Treatment cycles were 21 days. Lapatinib was given continuously at a fixed dose of 1,250 mg oral daily. In the phase I part of the study, vorinostat was administered in sequentially rising dose levels according to the standard 3+3 dose-escalation design to establish the maximum tolerated dose. There were 2 escalated dose levels starting with dose level (DL) 1. The dose of vorinostat in DL1 was 300 mg oral daily for 4 consecutive days, followed by 3 days off, and DL2 was 400 mg for 4 days on and 3 days off. The dose level was escalated if ≤ 1 of 6 patients experienced a dose-limiting toxicity (DLT) during cycle 1. If DLT was observed in DL1, vorinostat dose was to be de-escalated to DL-1 at 200 mg for 4 days on and 3 days off.

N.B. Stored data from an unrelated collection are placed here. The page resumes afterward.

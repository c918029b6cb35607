//! # Socket Connectors
//!
//! The transport client talks to a [`Connector`] rather than to a socket
//! library. A connector opens one session and hands back a sink of outbound
//! text frames and a stream of inbound ones.
//!
//! - [`WssConnector`]: real WebSocket via `tokio-tungstenite`, with a bearer
//!   token in the upgrade request and a connect timeout.
//! - [`ChannelConnector`]: in-process pair of channels. Each successful
//!   `connect` yields a [`ServerEnd`] through a [`ServerAcceptor`], so a test or
//!   an embedded producer can play the server.

use std::pin::Pin;
use std::sync::atomic::{AtomicBool, AtomicU32, Ordering};
use std::sync::{Arc, Mutex};
use std::time::Duration;

use async_trait::async_trait;
use futures_channel::mpsc as fmpsc;
use futures_util::{future, Sink, SinkExt, Stream, StreamExt};
use tokio::sync::mpsc;
use tokio::time::Instant;
use tokio_tungstenite::tungstenite::client::IntoClientRequest;
use tokio_tungstenite::tungstenite::http::{header::AUTHORIZATION, HeaderValue, StatusCode};
use tokio_tungstenite::tungstenite::{self, Message};

use super::frames::Frame;
use crate::core::lock_or_recover;
use crate::error::SyncError;

/// Outbound half of a session.
pub type FrameSink = Pin<Box<dyn Sink<String, Error = SyncError> + Send>>;
/// Inbound half of a session. `Err(Parse)` items are dropped by the client, any
/// other error ends the session.
pub type FrameStream = Pin<Box<dyn Stream<Item = Result<String, SyncError>> + Send>>;

/// Opens push sessions.
#[async_trait]
pub trait Connector: Send + Sync {
    /// Opens one session.
    async fn connect(&self) -> Result<(FrameSink, FrameStream), SyncError>;
}

/// WebSocket connector.
pub struct WssConnector {
    url: String,
    auth_token: Option<String>,
    connect_timeout: Duration,
}

impl WssConnector {
    /// Connector for `url`, optionally sending `Authorization: Bearer <token>`.
    pub fn new(url: impl Into<String>, auth_token: Option<String>, connect_timeout: Duration) -> Self {
        Self {
            url: url.into(),
            auth_token,
            connect_timeout,
        }
    }
}

#[async_trait]
impl Connector for WssConnector {
    async fn connect(&self) -> Result<(FrameSink, FrameStream), SyncError> {
        let mut request = self
            .url
            .as_str()
            .into_client_request()
            .map_err(|e| SyncError::Transport(format!("bad url {}: {}", self.url, e)))?;

        if let Some(token) = &self.auth_token {
            let value = HeaderValue::from_str(&format!("Bearer {}", token))
                .map_err(|e| SyncError::Auth(format!("unusable token: {}", e)))?;
            request.headers_mut().insert(AUTHORIZATION, value);
        }

        let (ws, _response) =
            tokio::time::timeout(self.connect_timeout, tokio_tungstenite::connect_async(request))
                .await
                .map_err(|_| {
                    SyncError::Transport(format!(
                        "connect to {} timed out after {:?}",
                        self.url, self.connect_timeout
                    ))
                })?
                .map_err(upgrade_error)?;

        let (write, read) = ws.split();

        let sink = write
            .sink_map_err(|e| SyncError::Transport(e.to_string()))
            .with(|text: String| future::ready(Ok::<_, SyncError>(Message::Text(text.into()))));

        let stream = read.filter_map(|message| {
            future::ready(match message {
                Ok(Message::Text(text)) => Some(Ok(text.as_str().to_owned())),
                Ok(Message::Binary(bytes)) => Some(
                    String::from_utf8(bytes.to_vec()).map_err(|e| SyncError::Parse(e.to_string())),
                ),
                // Control frames are handled by tungstenite itself.
                Ok(_) => None,
                Err(e) => Some(Err(SyncError::Transport(e.to_string()))),
            })
        });

        Ok((Box::pin(sink), Box::pin(stream)))
    }
}

/// A 401/403 answer to the upgrade is a credential problem, not a network one.
fn upgrade_error(err: tungstenite::Error) -> SyncError {
    match &err {
        tungstenite::Error::Http(response)
            if matches!(
                response.status(),
                StatusCode::UNAUTHORIZED | StatusCode::FORBIDDEN
            ) =>
        {
            SyncError::Auth(format!("upgrade rejected: {}", response.status()))
        }
        _ => SyncError::Transport(err.to_string()),
    }
}

/// Server side of one in-process session.
pub struct ServerEnd {
    from_client: fmpsc::UnboundedReceiver<String>,
    to_client: fmpsc::UnboundedSender<Result<String, SyncError>>,
}

impl ServerEnd {
    /// Next frame sent by the client, or `None` once the client closed the session.
    pub async fn recv_frame(&mut self) -> Option<Frame> {
        loop {
            let text = self.from_client.next().await?;
            match Frame::decode(&text) {
                Ok(frame) => return Some(frame),
                Err(e) => log::warn!("[server-end] undecodable client frame: {}", e),
            }
        }
    }

    /// A frame the client already sent, without waiting.
    pub fn try_recv_frame(&mut self) -> Option<Frame> {
        match self.from_client.try_recv() {
            Ok(text) => Frame::decode(&text).ok(),
            Err(_) => None,
        }
    }

    /// Sends a frame to the client. Returns false if the client is gone.
    pub fn send_frame(&self, frame: &Frame) -> bool {
        match frame.encode() {
            Ok(text) => self.send_text(text),
            Err(_) => false,
        }
    }

    /// Sends raw text, e.g. a deliberately malformed frame.
    pub fn send_text(&self, text: impl Into<String>) -> bool {
        self.to_client.unbounded_send(Ok(text.into())).is_ok()
    }

    /// Injects a transport failure into the client's receive loop.
    pub fn fail(&self, reason: &str) {
        let _ = self
            .to_client
            .unbounded_send(Err(SyncError::Transport(reason.to_string())));
    }
}

/// Hands out the server side of each new in-process session.
pub struct ServerAcceptor {
    rx: mpsc::UnboundedReceiver<ServerEnd>,
}

impl ServerAcceptor {
    /// Waits for the client's next session.
    pub async fn accept(&mut self) -> Option<ServerEnd> {
        self.rx.recv().await
    }

    /// A session opened since the last call, without waiting.
    pub fn try_accept(&mut self) -> Option<ServerEnd> {
        self.rx.try_recv().ok()
    }
}

/// In-process connector backed by futures channels.
pub struct ChannelConnector {
    sessions: mpsc::UnboundedSender<ServerEnd>,
    refusing: AtomicBool,
    attempts: AtomicU32,
    attempt_times: Mutex<Vec<Instant>>,
}

impl ChannelConnector {
    /// Creates the connector and the acceptor that sees its sessions.
    pub fn new() -> (Arc<Self>, ServerAcceptor) {
        let (tx, rx) = mpsc::unbounded_channel();
        let connector = Arc::new(Self {
            sessions: tx,
            refusing: AtomicBool::new(false),
            attempts: AtomicU32::new(0),
            attempt_times: Mutex::new(Vec::new()),
        });
        (connector, ServerAcceptor { rx })
    }

    /// While set, every `connect` fails with a transport error.
    pub fn set_refusing(&self, refusing: bool) {
        self.refusing.store(refusing, Ordering::SeqCst);
    }

    /// Number of `connect` calls so far, successful or not.
    pub fn attempts(&self) -> u32 {
        self.attempts.load(Ordering::SeqCst)
    }

    /// When each `connect` call happened.
    pub fn attempt_times(&self) -> Vec<Instant> {
        lock_or_recover(&self.attempt_times).clone()
    }
}

#[async_trait]
impl Connector for ChannelConnector {
    async fn connect(&self) -> Result<(FrameSink, FrameStream), SyncError> {
        self.attempts.fetch_add(1, Ordering::SeqCst);
        lock_or_recover(&self.attempt_times).push(Instant::now());

        if self.refusing.load(Ordering::SeqCst) {
            return Err(SyncError::Transport("connection refused".to_string()));
        }

        let (client_tx, from_client) = fmpsc::unbounded::<String>();
        let (to_client, client_rx) = fmpsc::unbounded::<Result<String, SyncError>>();

        self.sessions
            .send(ServerEnd {
                from_client,
                to_client,
            })
            .map_err(|_| SyncError::Transport("no server accepting sessions".to_string()))?;

        let sink = client_tx.sink_map_err(|e| SyncError::Transport(e.to_string()));
        Ok((Box::pin(sink), Box::pin(client_rx)))
    }
}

Treatment-related adverse events (AEs) were graded according to the National Cancer Institute Common Toxicity Criteria (NCI CTCAE) version 4.0. DLT was defined as an absolute neutrophil count (ANC) < 500/mm3 lasting > 7 days; failure of ANC to recover to ≥ 1,000/mm3 within 14 days; platelets < 25,000/mm3, despite transfusion lasting > 7 days; failure of platelets to recover to ≥ 50,000/mm3 within 14 days; anemia with hemoglobin ≤ 7.9 g/dL, despite transfusion lasting > 7 days; grade ≥ 3 nonhematologic AEs (except for nausea/vomiting, if manageable); grade ≥ 3 diarrhea lasting > 2 days, despite being treated with optimal medical therapy; or grade ≥ 3 fatigue lasting > 7 consecutive days. Due to potential cardiac toxicity of lapatinib and QTc prolongation concern, patients enrolled in this trial also had an echocardiogram performed every 3 months and an electrocardiogram to evaluate QTc prior to starting treatment, 24-72 hours after the first dose of vorinostat, and at week 4 after treatment.

X Statistical Analysis

For preclinical studies, all experiments were performed using three replicates and were replicated at least twice. All data were expressed as mean ± SEM. P values were calculated by one-way ANOVA and Tukey post hoc analyses, using GraphPad Prism 5; p<0.05 was considered significant. For the clinical trial, descriptive statistics summarizing the number and percentage of patients with AEs according to the NCI CTCAE v4.0 were generated for all patients. No formal statistical analysis was performed on safety and efficacy data. The safety analysis population consisted of all patients who received at least 1 dose of study treatment.

Results

I Preclinical Studies
i Combination of Vorinostat and Lapatinib Decreases CSCs

We first examined the effect of the combination on the expression of CD49f, a mammary epithelial marker associated with multipotency and stemness, in various HER2-positive breast cancer cell lines, including SUM149, BT474, and HCC1954 [12]. All three cell lines expressed CD49f, but at different levels; the highest expression was observed in the HCC1954 cell line, and the lowest was observed in the SUM149 cells (Figure 1A, Supplementary Figures 4-6). When treated with the single agent lapatinib or the combination, the expression of CD49f was reduced, though this reduction was only significant in the BT474 cell line (p<0.001 vs. vehicle control, Figure 1A). Next, we examined the effect of the combination on the activity of aldehyde dehydrogenase (ALDH), a marker of normal and malignant mammary stem cells [13]. Similar to CD49f expression, the cell lines differed in levels of ALDH activity, but all three showed a significant decrease in activity following treatment with the single agent lapatinib and the combination (p<0.001 [SUM149], p<0.05 [HCC1954], p<0.01 [BT474] vs. vehicle-treated control, Figure 1B, Supplementary Figures 4-6).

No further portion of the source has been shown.